Hennepin County may become one of the first local governments in the nation to directly address an issue more often associated with school kids than public workers: bullying.
The County Board, prompted by its unions, will vote Tuesday on whether to add workplace bullying to its list of prohibited activities for county workers, along with discrimination and harassment.
The policy holds managers responsible for addressing allegations and outlines remedies for workers who believe they're being bullied.
"Bullying is a form of harassment -- persistent harassment -- and we want to make sure our employees understand that it won't be tolerated," Commissioner Gail Dorfman said. "This puts more teeth in our respectful-workplace policy and the grievance procedure around it."
It may not be unanimous. Commissioner Jeff Johnson, an employment lawyer, thinks that Hennepin's current workplace policy covers bullying even if it's not mentioned.
"It seems like we're trying to provide a remedy for co-workers who feel slighted or left out or criticized," he said. "We really can't police that, and, frankly, that's silly. We're all adults."
Monica Long, the county's diversity manager, isn't opposed to an anti-bullying policy but agreed with Johnson that the county has it covered. No grievances apparently have been filed specifically accusing county supervisors or workers of bullying, and Long said she's not personally aware of such incidents.
"It wouldn't be something that we would ignore," she said.
But county officials last year agreed to union requests to work on an anti-bullying policy. A national expert said bullying needs its own sanctions because it slips through the cracks between discrimination, which targets classes of people, and harassment, which typically is more blatant.
"The country is absorbed with student bullying, but in America we don't consider adults vulnerable," said Gary Namie, who with his wife, Ruth, founded and direct the Workplace Bullying Institute in Bellingham, Wash.
Policy called progressive
Namie said he knows of two cities, Green Bay, Wis., and Yonkers, N.Y., that have adopted bullying policies for employees. Ventura County, Calif., is looking into it, he said.
Hennepin County officials "deserve kudos if they do," Namie said. "Any time you extend protections beyond civil rights for any employees, it's a big deal. It's a rare, forward, progressive, remarkable thing."
Many counties and cities have respectful-workplace policies which, like Hennepin's, deal with hurtful behavior akin to bullying. In Minnesota they include Ramsey and Stearns counties and Minneapolis.
Last year, officials with the American Federation of State, County and Municipal Employees asked Hennepin County to adopt a specific workplace bullying policy. AFSCME, which represents 55 percent of Hennepin County's employees, is advocating such policies around the country.
"I've seen co-workers bully other co-workers," said Jean Diederich, a county child-support officer who is president of AFSCME Local 34 and a board member of AFSCME Local 5.

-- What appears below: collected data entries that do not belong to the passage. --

//! Configuration loading logic.

use std::path::PathBuf;

use super::{Config, Settings};

/// Options for loading settings.
#[derive(Debug, Clone, Default)]
pub struct LoadOptions {
    /// Explicit config file path (overrides auto-discovery).
    pub config_path: Option<PathBuf>,
    /// Data directory (--data flag).
    pub data: Option<PathBuf>,
    /// Keep all state in memory.
    pub ephemeral: bool,
}

/// Load config from file sources.
async fn load_file_config(options: &LoadOptions) -> Config {
    // Priority 1: Explicit --config flag
    if let Some(ref config_path) = options.config_path {
        return match Config::load_from_path(config_path).await {
            Ok(config) => config,
            Err(e) => {
                tracing::warn!("{}: {}", config_path.display(), e);
                Config::default()
            }
        };
    }

    // Priority 2: Auto-discover via prefer
    Config::load().await
}

/// Load settings with explicit options.
///
/// Relative paths in the config file resolve against the file's directory,
/// or the current directory when no file was found.
pub async fn load_settings_with_options(options: LoadOptions) -> (Settings, Config) {
    let config = load_file_config(&options).await;

    let base_dir = config
        .base_dir()
        .unwrap_or_else(|| std::env::current_dir().unwrap_or_else(|_| PathBuf::from(".")));

    let mut settings = Settings::default();
    config.apply_to_settings(&mut settings, &base_dir);

    if let Some(ref data) = options.data {
        let expanded = shellexpand::tilde(&data.to_string_lossy()).into_owned();
        settings.data_dir = PathBuf::from(expanded);
    }
    settings.ephemeral = options.ephemeral;

    if let Some(ref path) = config.source_path {
        tracing::debug!("Loaded config from {}", path.display());
    }

    (settings, config)
}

"Our feeling in negotiations was that we'd be fooling ourselves if some level of bullying didn't occur in our workplace," said Bill Peters, the county's labor relations manager. County and labor officials crafted a proposal which the County Board will vote on Tuesday.
Discipline for violations would range from a verbal reprimand up to job termination, but Diederich said the main goal is to change the behavior. "Spots don't change a lot of times until [an issue is] addressed or nipped in the bud," she said.
'Persistent' is key
Anti-bullying policies are nearly as uncommon in the private sector. Namie and Fran Sepler, a Minneapolis human resources consultant, both said only a fraction of companies so far have adopted policies that effectively police bullying. Namie puts the number at 5 percent, while Sepler thinks it's closer to 15 percent.
However, Sepler said that more workplaces are asking her to include bullying among the topics she covers in her workplace training sessions. "Everyone wants it even if they don't have policies," she said.
Marshall Tanick, a Minneapolis employment lawyer, said that bullying is tough to combat because it's hard to define and there's no law against it.
"Most of it is supervisor on subordinate, but sometimes colleagues will gang up on someone vulnerable," he said.
Namie said he defines bullying as behavior that disrupts work, ruins someone's career or affects their health. It shouldn't be confused with typical workplace interactions, he said.
"What you don't want is to have people use 'workplace bullying' for trivial events, like a raised eyebrow or even a raised voice in isolation," he said.
That was Johnson's concern with the proposed policy when commissioners discussed it in committee earlier this month.
"You've got an employee who maybe is kind of a jerk and is excluded from going out to lunch. Is that now a violation of our policy?" he said. "This is a really important policy that generally in the past has dealt with illegal activities, and now we're saying [that] things that make people feel bad are included at that same level."
Board Chair Mike Opat said the key to bullying is whether it's persistent, as the proposed policy states.
"It's a lot more than somebody having a bad day before this kicks in," he said.
Dorfman said in an interview last week that while it was important not to overreact, it was just as important for Hennepin County to send a strong message that bullying won't be tolerated at work.
"I don't think we're rife with bullying -- far from it -- but we do want to get out in front and make sure all of our employees understand how we want them to treat each other," she said.